There is a short and moving story, written by Rudyard Kipling called ‘The Gardener.’ First published in 1925, it is the tale of Helen Turrell, a well-off respectable woman of country stock, and Michael. Though Michael is, ostensibly Helen’s nephew, she lets him call her ‘Mummy’ at bedtime, by way of a “pet-name between themselves.” Helen fears that he might reject her, when, aged ten, Michael got the idea that his civil status was “not quite regular,” but instead their bond grows tighter. Michael realises after all that there were plenty of his sort in English history.
Michael was to have gone up to Oxford, and then on to a most promising career, but instead, like so many others of his generation, he goes to war on the Western Front where he is killed by a shell-splinter. Helen hears first that he is missing, and has an agonizing time, hoping desperately that he is still alive, until, after the Armistice, she finds out where Michael is buried and learns the horrible truth. She goes to visit the grave and on the way meets Mrs Scarworth who is visiting neighboring cemeteries on behalf of friends to take photos of graves, but who confides in her – because she must confide in some body – that this is actually a cover to enable her visit the grave of her secret lover, also lost in the war.

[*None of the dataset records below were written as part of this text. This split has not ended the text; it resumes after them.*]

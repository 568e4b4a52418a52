use std::sync::Arc;

use async_trait::async_trait;
use mockall::automock;
use worktime_utils::YearMonth;

/// A national holiday from the company holiday calendar.
#[derive(Clone, Debug, PartialEq, Eq)]
pub struct HolidayEntity {
    pub date: time::Date,
    pub description: Arc<str>,
}

#[automock]
#[async_trait]
pub trait HolidayDao {
    async fn find_by_month(
        &self,
        month: YearMonth,
    ) -> Result<Arc<[HolidayEntity]>, crate::DaoError>;
}
use std::sync::Arc;

use async_trait::async_trait;
use rust_xlsxwriter::{Color, Format, FormatBorder, Workbook, XlsxError};
use service::export::ExportService;
use service::permission::Authentication;
use service::work::{WorkDay, WorkDayType, WorkHour, WorkMonth, HOURS_IN_DAY};
use service::ServiceError;
use time::macros::format_description;
use worktime_utils::YearMonth;

const DATE_FORMAT: &[time::format_description::BorrowedFormatItem<'static>] =
    format_description!("[year]-[month]-[day]");
const TIME_FORMAT: &[time::format_description::BorrowedFormatItem<'static>] =
    format_description!("[hour]:[minute]");

pub struct ExportServiceImpl<WorkService, UserInfoService>
where
    WorkService: service::work::WorkService + Send + Sync,
    UserInfoService: service::user_info::UserInfoService<Context = WorkService::Context>
        + Send
        + Sync,
{
    pub work_service: Arc<WorkService>,
    pub user_info_service: Arc<UserInfoService>,
}
impl<WorkService, UserInfoService> ExportServiceImpl<WorkService, UserInfoService>
where
    WorkService: service::work::WorkService + Send + Sync,
    UserInfoService: service::user_info::UserInfoService<Context = WorkService::Context>
        + Send
        + Sync,
{
    pub fn new(work_service: Arc<WorkService>, user_info_service: Arc<UserInfoService>) -> Self {
        Self {
            work_service,
            user_info_service,
        }
    }
}

fn export_error(err: XlsxError) -> ServiceError {
    ServiceError::ExportFailed(err.to_string().into())
}

fn day_type_label(day: &WorkDay) -> &str {
    match day.day_type {
        WorkDayType::Workday => "",
        WorkDayType::Weekend => "Weekend",
        WorkDayType::NationalHoliday => day.holiday.as_deref().unwrap_or("Holiday"),
    }
}

fn format_hour(hour: Option<&WorkHour>) -> String {
    hour.and_then(|hour| hour.date_time.time().format(TIME_FORMAT).ok())
        .unwrap_or_default()
}

/// Renders one month into a spreadsheet, one row per calendar day
/// followed by the summary block the paper reports used to carry.
fn render_workbook(
    month: YearMonth,
    work_month: &WorkMonth,
    fond: Option<f32>,
) -> Result<Vec<u8>, ServiceError> {
    let mut workbook = Workbook::new();
    let worksheet = workbook.add_worksheet();
    worksheet.set_name(month.to_string()).map_err(export_error)?;

    let header_format = Format::new()
        .set_bold()
        .set_background_color(Color::RGB(0x4472C4))
        .set_font_color(Color::White)
        .set_border(FormatBorder::Thin);
    let hours_format = Format::new().set_num_format("0.00");
    let bold_format = Format::new().set_bold();

    let headers = [
        "Date",
        "Day",
        "Start",
        "Lunch from",
        "Lunch to",
        "End",
        "Total",
        "Hours",
        "Type",
        "Hours 2",
        "Type 2",
    ];
    for (col, header) in headers.iter().enumerate() {
        worksheet
            .write_string_with_format(0, col as u16, *header, &header_format)
            .map_err(export_error)?;
    }
    worksheet.set_column_width(0, 12).map_err(export_error)?;
    worksheet.set_column_width(1, 10).map_err(export_error)?;
    for col in 2u16..7 {
        worksheet.set_column_width(col, 10).map_err(export_error)?;
    }
    worksheet.set_column_width(8, 14).map_err(export_error)?;
    worksheet.set_column_width(10, 14).map_err(export_error)?;

    for (idx, day) in work_month.work_days.iter().enumerate() {
        let row = (idx + 1) as u32;
        write_day_row(worksheet, row, day).map_err(export_error)?;
    }

    let mut row = work_month.work_days.len() as u32 + 2;
    let work_days = match fond {
        Some(fond) => work_month.sum_work_days as f32 * fond,
        None => work_month.sum_work_days as f32,
    };
    let mut summary: Vec<(&str, f32)> = vec![
        ("Work days", work_days),
        ("Elapsed work days", work_month.elapsed_work_days as f32),
        ("Holidays", work_month.sum_holidays as f32),
        ("On-site days", work_month.sum_on_site_days as f32),
    ];
    for sum in work_month.sums.iter() {
        summary.push((sum.work_type.description(), sum.hours / HOURS_IN_DAY));
    }
    for (label, value) in summary {
        worksheet
            .write_string_with_format(row, 0, label, &bold_format)
            .map_err(export_error)?;
        worksheet
            .write_number_with_format(row, 1, value as f64, &hours_format)
            .map_err(export_error)?;
        row += 1;
    }

    worksheet.set_freeze_panes(1, 0).map_err(export_error)?;

    workbook.save_to_buffer().map_err(export_error)
}

fn write_day_row(
    worksheet: &mut rust_xlsxwriter::Worksheet,
    row: u32,
    day: &WorkDay,
) -> Result<(), XlsxError> {
    let date = day
        .date
        .format(DATE_FORMAT)
        .unwrap_or_else(|_| day.date.to_string());
    worksheet.write_string(row, 0, date)?;
    worksheet.write_string(row, 1, day_type_label(day))?;
    for (col, hour) in [
        (2, day.work_start.as_ref()),
        (3, day.lunch_start.as_ref()),
        (4, day.lunch_end.as_ref()),
        (5, day.work_end.as_ref()),
    ] {
        worksheet.write_string(row, col, format_hour(hour))?;
    }
    if let Some(hours) = day.worked_hours {
        let hours_format = Format::new().set_num_format("0.00");
        worksheet.write_number_with_format(row, 6, hours as f64, &hours_format)?;
    }
    if let Some(work) = &day.work {
        if let Some(hours) = work.hours {
            worksheet.write_number(row, 7, hours as f64)?;
        }
        worksheet.write_string(row, 8, work.work_type.description())?;
        if let Some(hours) = work.hours2 {
            worksheet.write_number(row, 9, hours as f64)?;
        }
        worksheet.write_string(row, 10, work.work_type2.description())?;
    }
    Ok(())
}

#[async_trait]
impl<WorkService, UserInfoService> ExportService
    for ExportServiceImpl<WorkService, UserInfoService>
where
    WorkService: service::work::WorkService + Send + Sync,
    UserInfoService: service::user_info::UserInfoService<Context = WorkService::Context>
        + Send
        + Sync,
{
    type Context = WorkService::Context;

    async fn export_work_days(
        &self,
        month: YearMonth,
        username: &str,
        context: Authentication<Self::Context>,
    ) -> Result<Arc<[u8]>, ServiceError> {
        // Permission and existence checks happen in the aggregation.
        let work_month = self
            .work_service
            .get_work_days(month, username, context)
            .await?;
        let user = self
            .user_info_service
            .get_user(username, Authentication::Full)
            .await?;

        let bytes = render_workbook(month, &work_month, user.fond)?;
        Ok(bytes.into())
    }
}
use std::sync::Arc;

use async_trait::async_trait;
use service::{
    permission::{Authentication, ADMIN_PRIVILEGE},
    PermissionService, ServiceError,
};

/// Passes when the context belongs to `username` itself, otherwise falls
/// back to an admin check.
pub(crate) async fn check_self_or_admin<P>(
    permission_service: &P,
    username: &str,
    context: &Authentication<P::Context>,
) -> Result<(), ServiceError>
where
    P: PermissionService + Send + Sync,
{
    if matches!(context, Authentication::Full) {
        return Ok(());
    }
    if let Some(current) = permission_service.current_user(context.clone()).await? {
        if current.as_ref() == username {
            return Ok(());
        }
    }
    permission_service
        .check_permission(ADMIN_PRIVILEGE, context.clone())
        .await
}

/// Permission checks backed by the user directory's admin flag.
///
/// The request context carries the requester's username, resolved by the
/// rest layer from the `role` query parameter.
pub struct PermissionServiceImpl<UserInfoDao>
where
    UserInfoDao: dao::user_info::UserInfoDao + Send + Sync,
{
    pub user_info_dao: Arc<UserInfoDao>,
}
impl<UserInfoDao> PermissionServiceImpl<UserInfoDao>
where
    UserInfoDao: dao::user_info::UserInfoDao + Send + Sync,
{
    pub fn new(user_info_dao: Arc<UserInfoDao>) -> Self {
        Self { user_info_dao }
    }
}

#[async_trait]
impl<UserInfoDao> PermissionService for PermissionServiceImpl<UserInfoDao>
where
    UserInfoDao: dao::user_info::UserInfoDao + Send + Sync,
{
    type Context = Option<Arc<str>>;

    async fn check_permission(
        &self,
        privilege: &str,
        context: Authentication<Self::Context>,
    ) -> Result<(), ServiceError> {
        match context {
            Authentication::Full => Ok(()),
            Authentication::Context(Some(username)) => {
                if privilege != ADMIN_PRIVILEGE {
                    return Err(ServiceError::Forbidden);
                }
                match self.user_info_dao.find_by_username(username.as_ref()).await? {
                    Some(user) if user.admin => Ok(()),
                    _ => Err(ServiceError::Forbidden),
                }
            }
            Authentication::Context(None) => Err(ServiceError::Forbidden),
        }
    }

    async fn current_user(
        &self,
        context: Authentication<Self::Context>,
    ) -> Result<Option<Arc<str>>, ServiceError> {
        match context {
            Authentication::Full => Ok(None),
            Authentication::Context(username) => Ok(username),
        }
    }
}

Upon, arriving at the cemetery she finds a man planting flowers behind a line of headstones. She tells him that she is looking for “Lieutenant Michael Turrell – my nephew”. “Come with me,” he replies, “and I will show you where your son lies.” On leaving the cemetery, she sees him at work again, and like Mary on her visit to the Garden Tomb, “she went away, supposing him to be the gardener.”
The story is compact, complex and enigmatic, its layers of meaning providing much food for thought. To my mind, it is primarily a meditation on grief and on the connection and comparison between those who made the ultimate sacrifice and those who suffered the ultimate loss. It is made all the more poignant for being penned by a man who was himself devastated by the loss his of own dear son in the Battle of Loos, and who regularly encountered the enormity of loss suffered in the First World War through his work with the Imperial War Graves Commission.
Helen, constrained by the social mores of her time, could not publicly admit that Michael is her illegitimate son, despite supporting him most lovingly as he is growing up, and even when visiting his grave. The same thing is happening to Mrs. Scarworth in respect of her secret visit to a lost lover. These social concerns are thrown into sharp perspective by the brutal truth of grief and the scale of the sacrifice, underlined by the allusion to Christ on the cross, and seem trivial in comparison. The man, who is supposed by Helen to be the gardener, but could be anybody, perhaps even an old comrade of Michael’s, sees that matter clearly, and takes her to her son. The cemetery, says the text, is still in the making and “counts twenty-one thousand dead already…. A merciless sea of black crosses.” How many visitors like Helen has he seen before, having to deal with such truths?
In the run up to Remembrance Sunday and Armistice day, we are often given to reflect upon the comparison between life today and the lives for the war dead. Most of us do not now, mercifully experience the kind of grief felt by Helen, and Kipling, but many of us are nonetheless drawn, to visiting the war cemeteries and places of remembrance to visit the memorials of now distant ancestors. How might we compare?
Some years ago, I took a trip to Karasouli Military Cemetery to visit the grave of John Ford, my great grandfather’s half-brother. There is not much to be told about him. The son of Annie and John, he lived in High Blantyre, Glasgow and joined the Royal Scots Regiment in January 1916 and was sent with them to Salonica where he was to remain for two long years. His service record states that he died on 8 September 1918 of wounds received in action at the 40th casualty clearing station Macedonia, aged 24. It gives no further details.
I had no living connection with John, no relationship to sort out in the way that Helen had with her ‘nephew’ Michael, but like Helen I did bring with me the cares and troubles of my era, about work, life, and all the rest of it, and like Helen’s – at least as I read the story – they seem so small by comparison with the fate of the war dead. John Ford was a grocer by trade and without the war he would probably have lived and died as a regular unassuming working man, and I most likely would never have even heard of him, but who knows? He didn’t have the chance. Instead he had spent two prime years of his life on a far-flung front, one where disease was as great a foe as the enemy, never to make it back when hostilities finally came to an end. The brutality of such a fate, his and so many others, throws puts all our day-to-day problems in perspective.